The devil, monsters, a domineering J.K. Simmons and an American James Bond all rear their terrifying heads in this week’s most exciting new streaming options. Observer Entertainment has curated the guide below to help figure out what to watch this weekend on your off-hours. The major streaming services alike are represented below, from Netflix to Hulu to Amazon, and we’ve offered recommendations for for all of them, including both new releases as well as hidden gems that may be buried between the cracks.
The list below is not comprehensive, but it is curated. Here are some of the finest offerings available to stream online or watch on TV right now.
Tom Holland and Robert Pattinson star in The Devil All the Time, a moody new thriller from director Antonio Campos, alongside a deep bench of other talented actors and actresses. While critics have the film to task for its juggling of several meandering plot and character threads, as well as its similarities to the lackluster excesses of True Detective, the film is well-acted by Holland and Pattinson and its story is told in fine lens work by cinematographer Lol Crawley (Vox Lux, The OA). Watch The Devil All the Time on Netflix.
Amazon Prime Video
Wendy and Lucy is one of Kelly Reichardt’s many great films, and it’s available on Amazon Prime. Anchored by lead performer Michelle Williams as Wendy, who is homeless, the film follows her through impoverished small-town America as she searches for her lost companion and best friend, a dog named Lucy. Reichardt’s attention to realism and class consciousness make this film, like all of her films, rise above its tropic trappings as just another movie about a lost dog. Watch Wendy and Lucy on Amazon Prime Video.
The Simpsons‘ latest season, its 31st, hits streaming service today.

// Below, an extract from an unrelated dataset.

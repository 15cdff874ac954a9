pub mod indicators;
pub mod series;


pub use indicators::*;
pub use series::*;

Whether it’s because audiences are clamoring for new episodes of the long-running sitcom (totally possible) or due to the fact that they deeply love the classic seasons of the show’s heyday (far likelier), the Fox sitcom remains Disney+’s most popular show. And the streaming service even fixed its embarrassing aspect ratio screw-up on the earlier seasons, allowing subscribers the option to watch them as they’d been produced and originally aired. Watch The Simpsons on Disney+.

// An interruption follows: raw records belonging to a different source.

use analysis_core::{DcfAssumptions, FundamentalsProfile};

/// Explicit projection horizon in years
pub const DCF_HORIZON_YEARS: i32 = 5;

/// Intrinsic value per share from a normalized profile and user-supplied
/// assumptions.
///
/// Requires free cash flow and shares outstanding; net debt defaults each
/// missing side to zero independently. `None` signals the computation
/// could not complete, never a panic.
pub fn compute_dcf(profile: &FundamentalsProfile, assumptions: &DcfAssumptions) -> Option<f64> {
    let free_cash_flow = profile.free_cash_flow?;
    let shares_outstanding = profile.shares_outstanding?;
    let net_debt = profile.total_debt.unwrap_or(0.0) - profile.total_cash.unwrap_or(0.0);

    intrinsic_value_per_share(free_cash_flow, assumptions, shares_outstanding, net_debt)
}

/// Five-year projected-and-discounted cash flows plus a Gordon-growth
/// terminal value, netted for debt and divided across shares.
///
/// Degenerate inputs (discount rate equal to the terminal growth rate,
/// zero shares) yield `None`. A negative result is a valid output and is
/// surfaced as-is.
pub fn intrinsic_value_per_share(
    free_cash_flow: f64,
    assumptions: &DcfAssumptions,
    shares_outstanding: f64,
    net_debt: f64,
) -> Option<f64> {
    let DcfAssumptions { growth_rate, terminal_growth_rate, discount_rate } = *assumptions;

    if discount_rate == terminal_growth_rate || shares_outstanding == 0.0 {
        return None;
    }

    let discounted_projections: f64 = (1..=DCF_HORIZON_YEARS)
        .map(|i| {
            free_cash_flow * (1.0 + growth_rate).powi(i) / (1.0 + discount_rate).powi(i)
        })
        .sum();

    let terminal_fcf =
        free_cash_flow * (1.0 + growth_rate).powi(DCF_HORIZON_YEARS) * (1.0 + terminal_growth_rate);
    let terminal_value = terminal_fcf / (discount_rate - terminal_growth_rate);
    let discounted_terminal = terminal_value / (1.0 + discount_rate).powi(DCF_HORIZON_YEARS);

    let enterprise_value = discounted_projections + discounted_terminal;
    let equity_value = enterprise_value - net_debt;

    Some(equity_value / shares_outstanding)
}

#[cfg(test)]
mod tests {
    use super::*;

    fn assumptions(growth: f64, terminal: f64, discount: f64) -> DcfAssumptions {
        DcfAssumptions {
            growth_rate: growth,
            terminal_growth_rate: terminal,
            discount_rate: discount,
        }
    }

    #[test]
    fn fixed_inputs_produce_known_value() {
        // growth == discount makes each projected year discount back to
        // the base FCF, and the terminal PV collapses to
        // fcf * (1 + terminal) / (discount - terminal).
        let value = intrinsic_value_per_share(
            100.0,
            &assumptions(0.10, 0.025, 0.10),
            10.0,
            50.0,
        )
        .unwrap();

        let expected = (5.0 * 100.0 + 100.0 * 1.025 / 0.075 - 50.0) / 10.0;
        assert!((value - expected).abs() < 1e-6);
    }

    #[test]
    fn rerun_is_bit_identical() {
        let a = intrinsic_value_per_share(100.0, &assumptions(0.10, 0.025, 0.10), 10.0, 50.0);
        let b = intrinsic_value_per_share(100.0, &assumptions(0.10, 0.025, 0.10), 10.0, 50.0);
        assert_eq!(a, b);
    }

    #[test]
    fn equal_discount_and_terminal_rate_is_degenerate() {
        let value = intrinsic_value_per_share(100.0, &assumptions(0.10, 0.05, 0.05), 10.0, 0.0);
        assert!(value.is_none());
    }

    #[test]
    fn zero_shares_is_degenerate() {
        let value = intrinsic_value_per_share(100.0, &assumptions(0.10, 0.025, 0.10), 0.0, 0.0);
        assert!(value.is_none());
    }

    #[test]
    fn negative_value_surfaces_unclamped() {
        // Massive net debt pushes equity value below zero.
        let value = intrinsic_value_per_share(
            100.0,
            &assumptions(0.02, 0.01, 0.12),
            10.0,
            1_000_000.0,
        )
        .unwrap();
        assert!(value < 0.0);
    }

    #[test]
    fn profile_requires_fcf_and_shares() {
        let a = assumptions(0.10, 0.025, 0.10);

        let missing_fcf = FundamentalsProfile {
            shares_outstanding: Some(10.0),
            ..Default::default()
        };
        assert!(compute_dcf(&missing_fcf, &a).is_none());

        let missing_shares = FundamentalsProfile {
            free_cash_flow: Some(100.0),
            ..Default::default()
        };
        assert!(compute_dcf(&missing_shares, &a).is_none());
    }

    #[test]
    fn net_debt_sides_default_to_zero_independently() {
        let a = assumptions(0.10, 0.025, 0.10);

        let with_cash_only = FundamentalsProfile {
            free_cash_flow: Some(100.0),
            shares_outstanding: Some(10.0),
            total_cash: Some(50.0),
            ..Default::default()
        };
        let with_neither = FundamentalsProfile {
            free_cash_flow: Some(100.0),
            shares_outstanding: Some(10.0),
            ..Default::default()
        };

        let v_cash = compute_dcf(&with_cash_only, &a).unwrap();
        let v_none = compute_dcf(&with_neither, &a).unwrap();

        // Cash with no debt means negative net debt: value per share rises
        // by cash / shares.
        assert!((v_cash - v_none - 5.0).abs() < 1e-9);
    }
}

Monsterland, Hulu’s newest original series enters a crowded space for horror TV shows (this season alone has seen the debuts of horror or horror-adjacent shows like Lovecraft Country, Ratched and, soon, The Haunting of Bly Manor, to name a few). Nonetheless, it arrives thanks to the work of an impressive roster of artists: writer and creator Mary Laws (Succession, Preacher, The Neon Demon), Emmy-nominated cinematographer Anette Haellmigk (Game of Thrones, The West Wing, Insecure), and directors like Babak Anvari (Wounds, Under the Shadow) and Desiree Akhavan (The Miseducation of Cameron Post). Watch Monsterland on Hulu.
It was only a matter of time before Trey Parker and Matt Stone sank their teeth into the coronavirus pandemic, and the results were South Park‘s most topical show in years—and a seven-year series ratings high. Written and directed by Parker, South Park: The Pandemic Special sends up the social issues that have defined 2020: police violence, racism and the country’s collective reaction to COVID-19. Your mileage may vary on what qualifies as a great South Park special at this point in the series’s long run, but this is absolutely worth watching. Watch South Park: The Pandemic Special on HBO Max.

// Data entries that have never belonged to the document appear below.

use analysis_core::{
    FundamentalsProfile, StatementTable, ROW_INTEREST_EXPENSE,
    ROW_INTEREST_EXPENSE_NON_OPERATING,
};
use serde::{Deserialize, Serialize};

/// Approx. 10y Treasury yield
pub const RISK_FREE_RATE: f64 = 0.0425;
/// Historical average range is 4-6%
pub const EQUITY_RISK_PREMIUM: f64 = 0.05;
/// US corporate tax rate
pub const CORPORATE_TAX_RATE: f64 = 0.21;
/// Used when interest expense or total debt cannot pin down a real figure
pub const FALLBACK_COST_OF_DEBT: f64 = 0.045;

/// Weighted average cost of capital with its two legs.
/// All three come together or not at all.
#[derive(Debug, Clone, Copy, PartialEq, Serialize, Deserialize)]
pub struct Wacc {
    pub wacc: f64,
    pub cost_of_equity: f64,
    pub cost_of_debt: f64,
}

/// Compute WACC from a normalized profile and an income statement.
///
/// Returns `None` when beta or market cap is unknown; a company with no
/// (or unknown) debt degenerates to the all-equity case where WACC equals
/// the CAPM cost of equity.
pub fn compute_wacc(profile: &FundamentalsProfile, income: &StatementTable) -> Option<Wacc> {
    let beta = profile.beta?;
    let cost_of_equity = RISK_FREE_RATE + beta * EQUITY_RISK_PREMIUM;

    let interest_expense = income
        .latest(ROW_INTEREST_EXPENSE)
        .or_else(|| income.latest(ROW_INTEREST_EXPENSE_NON_OPERATING))
        .map(f64::abs)
        .unwrap_or(0.0);

    let market_cap = profile.market_cap?;

    let total_debt = match profile.total_debt {
        Some(debt) if debt > 0.0 => debt,
        // No debt on the books: the blend collapses to the equity leg
        _ => {
            return Some(Wacc {
                wacc: cost_of_equity,
                cost_of_equity,
                cost_of_debt: 0.0,
            })
        }
    };

    let cost_of_debt = if interest_expense > 0.0 {
        interest_expense / total_debt
    } else {
        FALLBACK_COST_OF_DEBT
    };

    let total_value = market_cap + total_debt;
    let equity_weight = market_cap / total_value;
    let debt_weight = total_debt / total_value;
    let wacc = equity_weight * cost_of_equity
        + debt_weight * cost_of_debt * (1.0 - CORPORATE_TAX_RATE);

    Some(Wacc { wacc, cost_of_equity, cost_of_debt })
}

The Amber Ruffin Show debuted this week, and in the year of our Lord 2020 is remarkably the first show in late-night TV history hosted by a Black woman. Her winning presence anchors the show, which features neither interviews nor an audience for now, but make room for some fun segments and chatter with her pal Tarik Davis. We’re eager to see this show find its feet and take off running. (Elsewhere on Peacock, check out Larry Wilmore’s return to late-night in his new show Wilmore, also a leaned-back, pandemic-bound effort by necessity.) Watch The Amber Ruffin Show for free on Peacock.
For free you can watch J.K. Simmons slowly break Miles Teller’s spirit over and over again. What could be more fun? OK, OK, let’s be serious: Whiplash is a character study of deep artistry and attention to detail. The dynamic between Simmons’s maestro and Teller’s drumming student crackles with intensity as they play off each other. Teller brought his own training as a drummer to the role, lending his playing an authenticity you just don’t see in most movies about musicians. And the physicality of drumming itself is played up by director Damien Chazelle’s camera in every scene. It really is Teller’s blood in the movie, and everyone wants you to know it. Watch Whiplash for free on Tubi.
Several of the classic James Bond films are available to stream on PlutoTV, but one curious adaptation caught my eye: Casino Royale (1954). This isn’t the Daniel Craig debut as Bond nor is it Peter Sellers’s farcical twist on the role. It’s a one-hour TV adaptation of the original Ian Fleming novel with an Americanized Bond played by Barry Nelson. This is not the Bond any of us probably grew up on today, but it is an artifact worth a 007 fan’s time. Watch Casino Royale (1954) for free on PlutoTV.
Keeping Watch is a regular endorsement of TV and movies worth your time.